Copy the generated trycloudflare.com URL and send it to your recipient along with the password. Keep this terminal open to keep the tunnel alive.

Downloading Files

The receiver needs to run the get command using the URL and password provided by the host.

kaze get https://random-words.trycloudflare.com mySecurePassword123

Custom Output Directory

By default, files are extracted into the current working directory. You can specify a different folder using the -o flag.

kaze get <url> <pw> -o ./downloaded-files

Security & Architecture

Kaze is designed to be completely trustless. Your data never touches our servers because we don't have any.
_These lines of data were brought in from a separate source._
// Copyright 2025 eraflo
//
// Licensed under the Apache License, Version 2.0 (the "License");
// you may not use this file except in compliance with the License.
// You may obtain a copy of the License at
//
//     http://www.apache.org/licenses/LICENSE-2.0
//
// Unless required by applicable law or agreed to in writing, software
// distributed under the License is distributed on an "AS IS" BASIS,
// WITHOUT WARRANTIES OR CONDITIONS OF ANY KIND, either express or implied.
// See the License for the specific language governing permissions and
// limitations under the License.

//! Synchronous callback lists.

use std::panic::{self, AssertUnwindSafe};
use std::sync::{Arc, PoisonError, RwLock};

type Callback<T> = Arc<dyn Fn(&T) + Send + Sync>;

/// A list of callbacks invoked synchronously, in registration order.
///
/// Each callback runs inside `catch_unwind`, so one faulty listener neither
/// stops the others nor unwinds into the component that notifies them.
pub struct Listeners<T> {
    name: &'static str,
    callbacks: RwLock<Vec<Callback<T>>>,
}

impl<T> Listeners<T> {
    /// Creates an empty list. `name` is used as the log prefix.
    pub fn new(name: &'static str) -> Self {
        Self {
            name,
            callbacks: RwLock::new(Vec::new()),
        }
    }

    /// Registers a new callback.
    pub fn add<F>(&self, callback: F)
    where
        F: Fn(&T) + Send + Sync + 'static,
    {
        self.callbacks
            .write()
            .unwrap_or_else(PoisonError::into_inner)
            .push(Arc::new(callback));
    }

    /// Number of registered callbacks.
    pub fn len(&self) -> usize {
        self.callbacks
            .read()
            .unwrap_or_else(PoisonError::into_inner)
            .len()
    }

    /// Returns `true` when no callback is registered.
    pub fn is_empty(&self) -> bool {
        self.len() == 0
    }

    /// Invokes every callback with `value`.
    ///
    /// Returns the number of callbacks that panicked.
    pub fn notify(&self, value: &T) -> usize {
        // Snapshot so a callback may register further listeners without deadlocking.
        let callbacks: Vec<Callback<T>> = self
            .callbacks
            .read()
            .unwrap_or_else(PoisonError::into_inner)
            .clone();

        let mut failures = 0;
        for callback in callbacks {
            if panic::catch_unwind(AssertUnwindSafe(|| callback(value))).is_err() {
                failures += 1;
                log::error!("{}: listener panicked, continuing with the next one.", self.name);
            }
        }
        failures
    }
}

impl<T> std::fmt::Debug for Listeners<T> {
    fn fmt(&self, f: &mut std::fmt::Formatter<'_>) -> std::fmt::Result {
        f.debug_struct("Listeners")
            .field("name", &self.name)
            .field("len", &self.len())
            .finish()
    }
}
  • Local Processing: When a request hits your local Express server, tar-fs begins dynamically packing your folder into a tarball and pipes it directly into the HTTP response.
  • Zero RAM Footprint: Because the files are piped dynamically as a stream, you can share a 50GB folder on a laptop with 4GB of RAM without crashing.
  • Bcrypt Authentication: The host's password is hashed locally. When the receiver connects, the Express middleware verifies the provided password against the hash.
  • Cloudflare Tunnels: The cloudflared binary creates an outbound-only connection from your machine to Cloudflare's edge, bypassing NAT and firewall restrictions safely without opening local ports. All data is automatically SSL/TLS encrypted.